Write the records out again, exactly.

> [Task data]
* * * * * * * * *

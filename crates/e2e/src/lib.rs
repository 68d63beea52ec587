//! Site quality E2E suite
//!
//! This crate audits a web page and validates a REST API:
//! - Scores the page with Lighthouse through a Playwright-launched Chromium
//! - Finds stylesheets, scripts and images on the page that do not load
//! - Checks the shape of JSON records returned by API endpoints
//! - Writes JSON logs and attaches them to the test report
//!
//! # Architecture
//!
//! ```text
//! ┌─────────────────────────────────────────────────────────────┐
//! │                      TestRunner (Rust)                      │
//! ├─────────────────────────────────────────────────────────────┤
//! │  lighthouse-audit                                           │
//! │    PlaywrightSession --port--> LighthouseCli -> ScoreMap    │
//! │  broken-resources                                           │
//! │    Navigator::goto -> snapshot -> collect_resources         │
//! │                    -> validate_resources -> broken list     │
//! │  api-<label>                                                │
//! │    fetch_records -> validate_records -> InvalidEntry list   │
//! ├─────────────────────────────────────────────────────────────┤
//! │  ReportSink: save_and_attach_log / attach_to_test_report    │
//! └─────────────────────────────────────────────────────────────┘
//! ```

pub mod audit;
pub mod error;
pub mod navigator;
pub mod playwright;
pub mod records;
pub mod report;
pub mod resources;
pub mod runner;
pub mod scenario;
pub mod scoring;
pub mod suite;

pub use error::{E2eError, E2eResult};
pub use navigator::{Navigator, PageSnapshot};
pub use report::{ReportSink, TestReport};
pub use runner::TestRunner;
pub use suite::SuiteSpec;
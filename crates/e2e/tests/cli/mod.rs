//! Command line of the E2E harness

#![allow(dead_code)]

use std::path::PathBuf;
use clap::{ArgAction, Parser, ValueEnum};

#[derive(Debug, Clone, Copy, PartialEq, Eq, ValueEnum)]
pub enum NavigatorArg {
    Playwright,
    Http,
}

#[derive(Parser, Debug)]
#[command(name = "siteprobe-e2e")]
#[command(about = "Site audit and API validation suite")]
pub struct Args {
    /// Suite file (the built-in suite is used when neither --suite nor --suites is given)
    #[arg(long)]
    pub suite: Option<PathBuf>,

    /// Directory of suite files to run one after another
    #[arg(long)]
    pub suites: Option<PathBuf>,

    /// Run only the scenario with this name
    #[arg(short, long)]
    pub name: Option<String>,

    /// Override the suite's target URL
    #[arg(long)]
    pub target_url: Option<String>,

    /// Override the remote debugging port used for Lighthouse
    #[arg(long)]
    pub debugging_port: Option<u16>,

    /// How pages are loaded for the resource scan
    #[arg(long, value_enum, default_value = "playwright")]
    pub navigator: NavigatorArg,

    /// Run the browser headless (`--headless false` shows the window)
    #[arg(long, action = ArgAction::Set, default_value_t = true)]
    pub headless: bool,

    /// Directory holding node_modules with playwright and lighthouse
    #[arg(long, default_value = ".")]
    pub node_project_dir: PathBuf,

    /// Directory for JSON report files
    #[arg(long, default_value = "reports")]
    pub reports_dir: PathBuf,

    /// Output directory for results
    #[arg(short, long, default_value = "test-results")]
    pub output: PathBuf,
}
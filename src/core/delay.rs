use rand::Rng;

use crate::config::DelaySettings;

/// Uniform integer draws used by the delay simulation
pub trait RandomSource {
    /// Draw from `[0, upper)`; `upper` is positive
    fn below(&mut self, upper: u32) -> u32;

    /// Draw from `[low, high)`; `low < high`
    fn between(&mut self, low: u32, high: u32) -> u32;
}

impl<R: Rng> RandomSource for R {
    fn below(&mut self, upper: u32) -> u32 {
        self.gen_range(0..upper)
    }

    fn between(&mut self, low: u32, high: u32) -> u32 {
        self.gen_range(low..high)
    }
}

/// Decide how many milliseconds to hold back a response.
///
/// Returns 0 whenever any setting is non-positive. Otherwise the request is
/// delayed with probability `1 / frequency_one_from`. An empty duration range
/// (`from >= to`) delays by exactly `duration_from_ms`.
pub fn decide_delay<R: RandomSource + ?Sized>(settings: &DelaySettings, rng: &mut R) -> u64 {
    if !settings.is_enabled() {
        return 0;
    }

    let frequency = settings.frequency_one_from as u32;
    if rng.below(frequency) != 0 {
        return 0;
    }

    let from = settings.duration_from_ms as u32;
    let to = settings.duration_to_ms as u32;
    if from >= to {
        return u64::from(from);
    }

    u64::from(rng.between(from, to))
}

#[cfg(test)]
mod tests {
    use std::collections::VecDeque;

    use rand::rngs::StdRng;
    use rand::SeedableRng;

    use super::*;

    /// Replays a fixed sequence of draws, ignoring the requested bounds
    struct ScriptedRandom {
        draws: VecDeque<u32>,
        calls: usize,
    }

    impl ScriptedRandom {
        fn new(draws: &[u32]) -> Self {
            Self {
                draws: draws.iter().copied().collect(),
                calls: 0,
            }
        }

        fn next(&mut self) -> u32 {
            self.calls += 1;
            self.draws.pop_front().expect("script exhausted")
        }
    }

    impl RandomSource for ScriptedRandom {
        fn below(&mut self, _upper: u32) -> u32 {
            self.next()
        }

        fn between(&mut self, _low: u32, _high: u32) -> u32 {
            self.next()
        }
    }

    fn settings(frequency: i32, from: i32, to: i32) -> DelaySettings {
        DelaySettings {
            frequency_one_from: frequency,
            duration_from_ms: from,
            duration_to_ms: to,
        }
    }

    #[test]
    fn test_zero_frequency_never_delays() {
        let mut rng = ScriptedRandom::new(&[0, 500, 0, 500]);

        assert_eq!(decide_delay(&settings(0, 100, 1000), &mut rng), 0);
        assert_eq!(rng.calls, 0);
    }

    #[test]
    fn test_non_positive_durations_never_delay() {
        let mut rng = ScriptedRandom::new(&[]);

        assert_eq!(decide_delay(&settings(1, 0, 1000), &mut rng), 0);
        assert_eq!(decide_delay(&settings(1, 100, 0), &mut rng), 0);
        assert_eq!(decide_delay(&settings(-3, 100, 1000), &mut rng), 0);
        assert_eq!(decide_delay(&settings(1, -100, 1000), &mut rng), 0);
        assert_eq!(rng.calls, 0);
    }

    #[test]
    fn test_eligible_request_uses_second_draw() {
        let mut rng = ScriptedRandom::new(&[0, 500]);

        assert_eq!(decide_delay(&settings(1, 100, 1000), &mut rng), 500);
        assert_eq!(rng.calls, 2);
    }

    #[test]
    fn test_ineligible_request_is_not_delayed() {
        let mut rng = ScriptedRandom::new(&[2]);

        assert_eq!(decide_delay(&settings(3, 100, 1000), &mut rng), 0);
        assert_eq!(rng.calls, 1);
    }

    #[test]
    fn test_empty_range_delays_by_lower_bound() {
        let mut rng = ScriptedRandom::new(&[0]);

        assert_eq!(decide_delay(&settings(1, 300, 300), &mut rng), 300);
        assert_eq!(rng.calls, 1);
    }

    #[test]
    fn test_real_rng_stays_in_range() {
        let mut rng = StdRng::seed_from_u64(7);
        let config = settings(1, 100, 1000);

        for _ in 0..1000 {
            let delay = decide_delay(&config, &mut rng);
            assert!((100..1000).contains(&delay), "delay {} out of range", delay);
        }
    }

    #[test]
    fn test_frequency_controls_delay_rate() {
        let mut rng = StdRng::seed_from_u64(42);
        let config = settings(4, 10, 20);

        let delayed = (0..4000)
            .filter(|_| decide_delay(&config, &mut rng) > 0)
            .count();

        // Expected around 1000 for a 1-in-4 rate
        assert!((800..1200).contains(&delayed), "delayed {} of 4000", delayed);
    }
}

* * * * * * * * *

> [Answer below]
filename crates/e2e/src/lib.rs
repository 68d63beea52ec587
//! Site quality E2E suite
//!
//! This crate audits a web page and validates a REST API:
//! - Scores the page with Lighthouse through a Playwright-launched Chromium
//! - Finds stylesheets, scripts and images on the page that do not load
//! - Checks the shape of JSON records returned by API endpoints
//! - Writes JSON logs and attaches them to the test report
//!
//! # Architecture
//!
//! ```text
//! ┌─────────────────────────────────────────────────────────────┐
//! │                      TestRunner (Rust)                      │
//! ├─────────────────────────────────────────────────────────────┤
//! │  lighthouse-audit                                           │
//! │    PlaywrightSession --port--> LighthouseCli -> ScoreMap    │
//! │  broken-resources                                           │
//! │    Navigator::goto -> snapshot -> collect_resources         │
//! │                    -> validate_resources -> broken list     │
//! │  api-<label>                                                │
//! │    fetch_records -> validate_records -> InvalidEntry list   │
//! ├─────────────────────────────────────────────────────────────┤
//! │  ReportSink: save_and_attach_log / attach_to_test_report    │
//! └─────────────────────────────────────────────────────────────┘
//! ```

pub mod audit;
pub mod error;
pub mod navigator;
pub mod playwright;
pub mod records;
pub mod report;
pub mod resources;
pub mod runner;
pub mod scenario;
pub mod scoring;
pub mod suite;

pub use error::{E2eError, E2eResult};
pub use navigator::{Navigator, PageSnapshot};
pub use report::{ReportSink, TestReport};
pub use runner::TestRunner;
pub use suite::SuiteSpec;
filename crates/e2e/tests/cli/mod.rs
//! Command line of the E2E harness

#![allow(dead_code)]

use std::path::PathBuf;
use clap::{ArgAction, Parser, ValueEnum};

#[derive(Debug, Clone, Copy, PartialEq, Eq, ValueEnum)]
pub enum NavigatorArg {
    Playwright,
    Http,
}

#[derive(Parser, Debug)]
#[command(name = "siteprobe-e2e")]
#[command(about = "Site audit and API validation suite")]
pub struct Args {
    /// Suite file (the built-in suite is used when neither --suite nor --suites is given)
    #[arg(long)]
    pub suite: Option<PathBuf>,

    /// Directory of suite files to run one after another
    #[arg(long)]
    pub suites: Option<PathBuf>,

    /// Run only the scenario with this name
    #[arg(short, long)]
    pub name: Option<String>,

    /// Override the suite's target URL
    #[arg(long)]
    pub target_url: Option<String>,

    /// Override the remote debugging port used for Lighthouse
    #[arg(long)]
    pub debugging_port: Option<u16>,

    /// How pages are loaded for the resource scan
    #[arg(long, value_enum, default_value = "playwright")]
    pub navigator: NavigatorArg,

    /// Run the browser headless (`--headless false` shows the window)
    #[arg(long, action = ArgAction::Set, default_value_t = true)]
    pub headless: bool,

    /// Directory holding node_modules with playwright and lighthouse
    #[arg(long, default_value = ".")]
    pub node_project_dir: PathBuf,

    /// Directory for JSON report files
    #[arg(long, default_value = "reports")]
    pub reports_dir: PathBuf,

    /// Output directory for results
    #[arg(short, long, default_value = "test-results")]
    pub output: PathBuf,
}
filename src/core/delay.rs
use rand::Rng;

use crate::config::DelaySettings;

/// Uniform integer draws used by the delay simulation
pub trait RandomSource {
    /// Draw from `[0, upper)`; `upper` is positive
    fn below(&mut self, upper: u32) -> u32;

    /// Draw from `[low, high)`; `low < high`
    fn between(&mut self, low: u32, high: u32) -> u32;
}

impl<R: Rng> RandomSource for R {
    fn below(&mut self, upper: u32) -> u32 {
        self.gen_range(0..upper)
    }

    fn between(&mut self, low: u32, high: u32) -> u32 {
        self.gen_range(low..high)
    }
}

/// Decide how many milliseconds to hold back a response.
///
/// Returns 0 whenever any setting is non-positive. Otherwise the request is
/// delayed with probability `1 / frequency_one_from`. An empty duration range
/// (`from >= to`) delays by exactly `duration_from_ms`.
pub fn decide_delay<R: RandomSource + ?Sized>(settings: &DelaySettings, rng: &mut R) -> u64 {
    if !settings.is_enabled() {
        return 0;
    }

    let frequency = settings.frequency_one_from as u32;
    if rng.below(frequency) != 0 {
        return 0;
    }

    let from = settings.duration_from_ms as u32;
    let to = settings.duration_to_ms as u32;
    if from >= to {
        return u64::from(from);
    }

    u64::from(rng.between(from, to))
}

#[cfg(test)]
mod tests {
    use std::collections::VecDeque;

    use rand::rngs::StdRng;
    use rand::SeedableRng;

    use super::*;

    /// Replays a fixed sequence of draws, ignoring the requested bounds
    struct ScriptedRandom {
        draws: VecDeque<u32>,
        calls: usize,
    }

    impl ScriptedRandom {
        fn new(draws: &[u32]) -> Self {
            Self {
                draws: draws.iter().copied().collect(),
                calls: 0,
            }
        }

        fn next(&mut self) -> u32 {
            self.calls += 1;
            self.draws.pop_front().expect("script exhausted")
        }
    }

    impl RandomSource for ScriptedRandom {
        fn below(&mut self, _upper: u32) -> u32 {
            self.next()
        }

        fn between(&mut self, _low: u32, _high: u32) -> u32 {
            self.next()
        }
    }

    fn settings(frequency: i32, from: i32, to: i32) -> DelaySettings {
        DelaySettings {
            frequency_one_from: frequency,
            duration_from_ms: from,
            duration_to_ms: to,
        }
    }

    #[test]
    fn test_zero_frequency_never_delays() {
        let mut rng = ScriptedRandom::new(&[0, 500, 0, 500]);

        assert_eq!(decide_delay(&settings(0, 100, 1000), &mut rng), 0);
        assert_eq!(rng.calls, 0);
    }

    #[test]
    fn test_non_positive_durations_never_delay() {
        let mut rng = ScriptedRandom::new(&[]);

        assert_eq!(decide_delay(&settings(1, 0, 1000), &mut rng), 0);
        assert_eq!(decide_delay(&settings(1, 100, 0), &mut rng), 0);
        assert_eq!(decide_delay(&settings(-3, 100, 1000), &mut rng), 0);
        assert_eq!(decide_delay(&settings(1, -100, 1000), &mut rng), 0);
        assert_eq!(rng.calls, 0);
    }

    #[test]
    fn test_eligible_request_uses_second_draw() {
        let mut rng = ScriptedRandom::new(&[0, 500]);

        assert_eq!(decide_delay(&settings(1, 100, 1000), &mut rng), 500);
        assert_eq!(rng.calls, 2);
    }

    #[test]
    fn test_ineligible_request_is_not_delayed() {
        let mut rng = ScriptedRandom::new(&[2]);

        assert_eq!(decide_delay(&settings(3, 100, 1000), &mut rng), 0);
        assert_eq!(rng.calls, 1);
    }

    #[test]
    fn test_empty_range_delays_by_lower_bound() {
        let mut rng = ScriptedRandom::new(&[0]);

        assert_eq!(decide_delay(&settings(1, 300, 300), &mut rng), 300);
        assert_eq!(rng.calls, 1);
    }

    #[test]
    fn test_real_rng_stays_in_range() {
        let mut rng = StdRng::seed_from_u64(7);
        let config = settings(1, 100, 1000);

        for _ in 0..1000 {
            let delay = decide_delay(&config, &mut rng);
            assert!((100..1000).contains(&delay), "delay {} out of range", delay);
        }
    }

    #[test]
    fn test_frequency_controls_delay_rate() {
        let mut rng = StdRng::seed_from_u64(42);
        let config = settings(4, 10, 20);

        let delayed = (0..4000)
            .filter(|_| decide_delay(&config, &mut rng) > 0)
            .count();

        // Expected around 1000 for a 1-in-4 rate
        assert!((800..1200).contains(&delayed), "delayed {} of 4000", delayed);
    }
}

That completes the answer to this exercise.